While all this might seem like a distraction for a startup that presumably has its hands full working on getting cell-cultured seafood to market, it should not be seen as an admission that the latter is not ready for prime time, stressed Selden in a call with us last year.
“We want to prove that people want alternative seafood in large amounts, and right now, there's just not something on the market that really satisfies a meat eater’s craving for alternative seafood. So with this plant based product, we think we can satisfy that because we have something that blows everything else out of the water.”
Plant-based tuna: 'We haven't focused on protein...'
That said, plant-based seafood was not something Selden and co-founder Bryan Wyrwas were working on straight out of the starting blocks. Instead, it emerged as an opportunity rather serendipitously in the course of developing its primary product, cell-cultured fish, he said.
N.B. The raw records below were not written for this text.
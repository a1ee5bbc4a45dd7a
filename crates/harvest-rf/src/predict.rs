//! Prediction methods for the bagged ensemble.

use rayon::iter::{IntoParallelRefIterator, ParallelIterator};

use crate::config::BaggingConfig;
use crate::error::RfError;
use crate::forest::BaggedEnsemble;
use crate::oob::OobScore;
use crate::tree::DecisionTree;
use crate::vote::VoteTally;

impl<L: PartialEq> BaggedEnsemble<L> {
    fn check_width(&self, sample: &[f64]) -> Result<(), RfError> {
        if sample.len() != self.n_features {
            return Err(RfError::PredictionFeatureMismatch {
                expected: self.n_features,
                got: sample.len(),
            });
        }
        Ok(())
    }

    /// Collect one vote per tree for a single sample.
    ///
    /// Votes are recorded in tree order, so the tally's first-encounter
    /// order follows the trees.
    ///
    /// # Errors
    ///
    /// Returns [`RfError::PredictionFeatureMismatch`] when `sample.len() != n_features`.
    pub fn predict_votes(&self, sample: &[f64]) -> Result<VoteTally<&L>, RfError> {
        self.check_width(sample)?;
        self.trees.iter().map(|tree| tree.predict(sample)).collect()
    }

    /// Predict the majority label for a single sample.
    ///
    /// Ties go to the label predicted by the earliest tree.
    ///
    /// # Errors
    ///
    /// Returns [`RfError::PredictionFeatureMismatch`] when `sample.len() != n_features`.
    pub fn predict(&self, sample: &[f64]) -> Result<&L, RfError> {
        let votes = self.predict_votes(sample)?;
        // The ensemble always holds at least one tree.
        votes.into_winner().ok_or(RfError::InvalidTreeCount { n_trees: 0 })
    }

    /// Predict one label per row in parallel, returned in input order.
    ///
    /// # Errors
    ///
    /// Returns [`RfError::PredictionFeatureMismatch`] if any sample has the wrong feature count.
    pub fn predict_batch(&self, features: &[Vec<f64>]) -> Result<Vec<L>, RfError>
    where
        L: Clone + Send + Sync,
    {
        features
            .par_iter()
            .map(|sample| self.predict(sample).cloned())
            .collect()
    }
}

impl<L> BaggedEnsemble<L> {
    /// Borrow the fitted trees, in vote order.
    #[must_use]
    pub fn trees(&self) -> &[DecisionTree<L>] {
        &self.trees
    }

    /// Return the number of trees in the ensemble.
    #[must_use]
    pub fn n_trees(&self) -> usize {
        self.trees.len()
    }

    /// Return the number of features this ensemble was trained on.
    #[must_use]
    pub fn n_features(&self) -> usize {
        self.n_features
    }

    /// Return the configuration the ensemble was trained with.
    #[must_use]
    pub fn config(&self) -> &BaggingConfig {
        &self.config
    }

    /// Return the bootstrap row indices drawn for each tree, in tree order.
    #[must_use]
    pub fn bootstrap_indices(&self) -> &[Vec<usize>] {
        &self.bootstrap_indices
    }

    /// Return the out-of-bag score, if OOB evaluation was enabled.
    #[must_use]
    pub fn oob_score(&self) -> Option<&OobScore<L>> {
        self.oob_score.as_ref()
    }
}

#[cfg(test)]
mod tests {
    use crate::RfError;
    use crate::config::BaggingConfig;
    use crate::forest::BaggedEnsemble;
    use crate::tree::{DecisionTree, DecisionTreeConfig};

    /// A tree that predicts `label` for every 1-feature sample.
    fn constant_tree(label: &'static str) -> DecisionTree<&'static str> {
        DecisionTreeConfig::new().fit(&[vec![0.0]], &[label]).unwrap()
    }

    fn ensemble_of(trees: Vec<DecisionTree<&'static str>>) -> BaggedEnsemble<&'static str> {
        BaggedEnsemble {
            config: BaggingConfig::new(trees.len()).unwrap(),
            n_features: 1,
            bootstrap_indices: vec![Vec::new(); trees.len()],
            oob_score: None,
            trees,
        }
    }

    #[test]
    fn majority_of_three_trees() {
        let ensemble = ensemble_of(vec![
            constant_tree("A"),
            constant_tree("A"),
            constant_tree("B"),
        ]);
        assert_eq!(*ensemble.predict(&[5.0]).unwrap(), "A");

        let ensemble = ensemble_of(vec![
            constant_tree("B"),
            constant_tree("A"),
            constant_tree("A"),
        ]);
        assert_eq!(*ensemble.predict(&[5.0]).unwrap(), "A");
    }

    #[test]
    fn tie_goes_to_earliest_tree() {
        let ensemble = ensemble_of(vec![
            constant_tree("B"),
            constant_tree("A"),
            constant_tree("A"),
            constant_tree("B"),
        ]);
        assert_eq!(*ensemble.predict(&[0.0]).unwrap(), "B");
    }

    #[test]
    fn votes_expose_distribution() {
        let ensemble = ensemble_of(vec![
            constant_tree("A"),
            constant_tree("B"),
            constant_tree("A"),
        ]);
        let votes = ensemble.predict_votes(&[1.0]).unwrap();
        assert_eq!(votes.total(), 3);
        assert_eq!(votes.count(&&"A"), 2);
        assert!((votes.fraction(&&"B") - 1.0 / 3.0).abs() < 1e-12);
    }

    #[test]
    fn batch_preserves_row_order() {
        let features: Vec<Vec<f64>> = (0..40).map(|i| vec![i as f64]).collect();
        let labels: Vec<&str> = (0..40).map(|i| if i < 20 { "low" } else { "high" }).collect();
        let ensemble = BaggingConfig::new(9)
            .unwrap()
            .with_sample_ratio(1.0)
            .fit(&features, &labels)
            .unwrap();

        let rows = vec![vec![39.0], vec![0.0], vec![35.0], vec![2.0]];
        let predictions = ensemble.predict_batch(&rows).unwrap();
        assert_eq!(predictions, vec!["high", "low", "high", "low"]);
        for (row, prediction) in rows.iter().zip(&predictions) {
            assert_eq!(ensemble.predict(row).unwrap(), prediction);
        }
    }

    #[test]
    fn prediction_is_idempotent() {
        let features: Vec<Vec<f64>> = (0..30).map(|i| vec![i as f64, (i % 7) as f64]).collect();
        let labels: Vec<u8> = (0..30).map(|i| (i % 3) as u8).collect();
        let ensemble = BaggingConfig::new(5).unwrap().fit(&features, &labels).unwrap();
        let first = ensemble.predict_batch(&features).unwrap();
        let second = ensemble.predict_batch(&features).unwrap();
        assert_eq!(first, second);
    }

    #[test]
    fn prediction_feature_mismatch() {
        let ensemble = ensemble_of(vec![constant_tree("A")]);
        let err = ensemble.predict(&[1.0, 2.0]).unwrap_err();
        assert!(matches!(
            err,
            RfError::PredictionFeatureMismatch { expected: 1, got: 2 }
        ));
        assert!(ensemble.predict_batch(&[vec![1.0], vec![]]).is_err());
    }
}
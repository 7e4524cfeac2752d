use argon2::{
    password_hash::{rand_core::OsRng, PasswordHash, PasswordHasher, PasswordVerifier, SaltString},
    Argon2,
};

use super::AuthError;

/// Minimum accepted password length.
pub const MIN_PASSWORD_LENGTH: usize = 6;

/// Hash a password with Argon2id, producing a PHC-format string.
pub fn hash_password(password: &str) -> Result<String, AuthError> {
    let salt = SaltString::generate(&mut OsRng);
    Argon2::default()
        .hash_password(password.as_bytes(), &salt)
        .map(|hash| hash.to_string())
        .map_err(|e| AuthError::Hash(e.to_string()))
}

/// Verify a password against a stored PHC hash. Any parse failure counts as a mismatch.
pub fn verify_password(password: &str, hash: &str) -> bool {
    match PasswordHash::new(hash) {
        Ok(parsed) => Argon2::default()
            .verify_password(password.as_bytes(), &parsed)
            .is_ok(),
        Err(_) => false,
    }
}

pub fn validate_password(password: &str) -> Result<(), AuthError> {
    if password.len() < MIN_PASSWORD_LENGTH {
        return Err(AuthError::Validation(format!(
            "Password must be at least {} characters long.",
            MIN_PASSWORD_LENGTH
        )));
    }
    Ok(())
}

#[cfg(test)]
mod tests {
    use super::*;

    #[test]
    fn hash_and_verify_roundtrip() {
        let hash = hash_password("secret123").unwrap();
        assert!(hash.starts_with("$argon2"));
        assert!(verify_password("secret123", &hash));
        assert!(!verify_password("wrong", &hash));
    }

    #[test]
    fn same_password_hashes_differently() {
        let a = hash_password("secret123").unwrap();
        let b = hash_password("secret123").unwrap();
        assert_ne!(a, b);
        assert!(verify_password("secret123", &a));
        assert!(verify_password("secret123", &b));
    }

    #[test]
    fn garbage_hash_never_verifies() {
        assert!(!verify_password("secret123", "not-a-phc-string"));
    }

    #[test]
    fn short_passwords_are_rejected() {
        assert!(validate_password("12345").is_err());
        assert!(validate_password("123456").is_ok());
    }
}
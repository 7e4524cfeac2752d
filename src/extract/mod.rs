use std::fs;
use std::path::Path;

use calamine::{open_workbook_auto, Reader};
use thiserror::Error;

#[derive(Error, Debug)]
pub enum ExtractError {
    #[error("unsupported file format: .{0}")]
    Unsupported(String),
    #[error("failed to read file: {0}")]
    Io(#[from] std::io::Error),
    #[error("PDF extraction failed: {0}")]
    Pdf(String),
    #[error("spreadsheet extraction failed: {0}")]
    Spreadsheet(String),
}

/// Extract the plain text of a document, dispatching on its file extension.
///
/// Blocking: callers inside async handlers should run this on the blocking
/// thread pool.
pub fn extract_text(path: &Path) -> Result<String, ExtractError> {
    let extension = path
        .extension()
        .and_then(|e| e.to_str())
        .unwrap_or("")
        .to_lowercase();

    match extension.as_str() {
        "pdf" => extract_pdf(path),
        "xlsx" => extract_xlsx(path),
        "csv" => extract_csv(path),
        "txt" | "md" => Ok(fs::read_to_string(path)?),
        other => Err(ExtractError::Unsupported(other.to_string())),
    }
}

fn extract_pdf(path: &Path) -> Result<String, ExtractError> {
    pdf_extract::extract_text(path).map_err(|e| ExtractError::Pdf(e.to_string()))
}

fn extract_xlsx(path: &Path) -> Result<String, ExtractError> {
    let mut workbook =
        open_workbook_auto(path).map_err(|e| ExtractError::Spreadsheet(e.to_string()))?;

    let mut out = String::new();
    let sheet_names = workbook.sheet_names().to_owned();

    for name in sheet_names {
        out.push_str(&format!("Sheet: {}\n", name));

        let range = match workbook.worksheet_range(&name) {
            Some(Ok(range)) => range,
            Some(Err(e)) => return Err(ExtractError::Spreadsheet(e.to_string())),
            None => continue,
        };

        if range.is_empty() {
            out.push_str("(Empty sheet)\n");
            continue;
        }

        for row in range.rows() {
            let cells: Vec<String> = row.iter().map(|cell| cell.to_string()).collect();
            out.push_str(&cells.join("\t"));
            out.push('\n');
        }
    }

    Ok(out)
}

/// Render each data row as `header: value | header: value` so column meaning
/// survives the flattening into prompt text.
fn extract_csv(path: &Path) -> Result<String, ExtractError> {
    let raw = fs::read_to_string(path)?;
    let mut lines = raw.lines().filter(|l| !l.trim().is_empty());

    let headers: Vec<&str> = match lines.next() {
        Some(header_line) => header_line.split(',').map(str::trim).collect(),
        None => return Ok(String::new()),
    };

    let mut out = String::new();
    for line in lines {
        let values = line.split(',').map(str::trim);
        let row: Vec<String> = headers
            .iter()
            .zip(values)
            .map(|(header, value)| format!("{}: {}", header, value))
            .collect();
        out.push_str(&row.join(" | "));
        out.push('\n');
    }

    Ok(out)
}

#[cfg(test)]
mod tests {
    use super::*;
    use std::io::Write;

    fn write_file(dir: &tempfile::TempDir, name: &str, contents: &str) -> std::path::PathBuf {
        let path = dir.path().join(name);
        let mut file = fs::File::create(&path).unwrap();
        file.write_all(contents.as_bytes()).unwrap();
        path
    }

    #[test]
    fn plain_text_is_returned_verbatim() {
        let dir = tempfile::tempdir().unwrap();
        let path = write_file(&dir, "notes.txt", "hello\nworld");
        assert_eq!(extract_text(&path).unwrap(), "hello\nworld");
    }

    #[test]
    fn markdown_counts_as_plain_text() {
        let dir = tempfile::tempdir().unwrap();
        let path = write_file(&dir, "readme.md", "# Title");
        assert_eq!(extract_text(&path).unwrap(), "# Title");
    }

    #[test]
    fn csv_rows_are_labeled_with_headers() {
        let dir = tempfile::tempdir().unwrap();
        let path = write_file(&dir, "people.csv", "name,age\nalice,30\nbob,41\n");
        let text = extract_text(&path).unwrap();
        assert_eq!(text, "name: alice | age: 30\nname: bob | age: 41\n");
    }

    #[test]
    fn empty_csv_extracts_to_nothing() {
        let dir = tempfile::tempdir().unwrap();
        let path = write_file(&dir, "empty.csv", "");
        assert_eq!(extract_text(&path).unwrap(), "");
    }

    #[test]
    fn unknown_extensions_are_rejected() {
        let dir = tempfile::tempdir().unwrap();
        let path = write_file(&dir, "program.exe", "binary");
        assert!(matches!(
            extract_text(&path),
            Err(ExtractError::Unsupported(ext)) if ext == "exe"
        ));
    }
}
“We were growing Bluefin tuna cells, and we were testing a bunch of different scaffolds as we wanted to see which one the cells would attach to, but also which ones give you the best sensory experience. So we said okay, we'll make the scaffolds taste like fish, and we combined some of our media ingredients with stuff we bought at the grocery store, and we realized we had a really good product that was made entirely out of plants.”
On the nutritional front, he added: “We haven't focused on protein, we've focused on what consumers seem to be most interested in fish for, which are the omegas, and we have been able to get different varieties of omegas [including long-chain fatty acids EPA and DHA from algae] into the products.”
“Given the climate change facing our planet, we believe cellular agriculture will become the future of food production. For that, we are thrilled to embark on the journey together with Finless.” Hanwha Solutions
'For something like sashimi, I think that's really where the cell cultured technology comes in'
In general, plant-based products are well-suited to ground and processed products from burgers to crab cakes, he said, while cell-cultured products have the potential to more closely replicate whole cuts, he claimed.
“I don't think plants are fantastic at creating whole muscle, and for something like sashimi, I think that's really where the cell cultured technology comes in.”
While some advocates of plant-based meat feel that cell-cultured meat and seafood is a very different consumer proposition, Selden said he anticipated that the consumer base for these products may overlap a fair bit: “We want to use this [plant-based] launch to figure out exactly who wants alternative seafood."
*The series B round - which brings Finless Foods’ cumulative funding to nearly $48M since 2017 - was led by Hanwha Solutions. Additional investors include Japanese seafood company Dainichi Corp, At One Ventures, Olive Tree Capital, Justin Kan, Humboldt, Gaingels, Draper Associates, Sustainable Ocean Alliance and SOSV.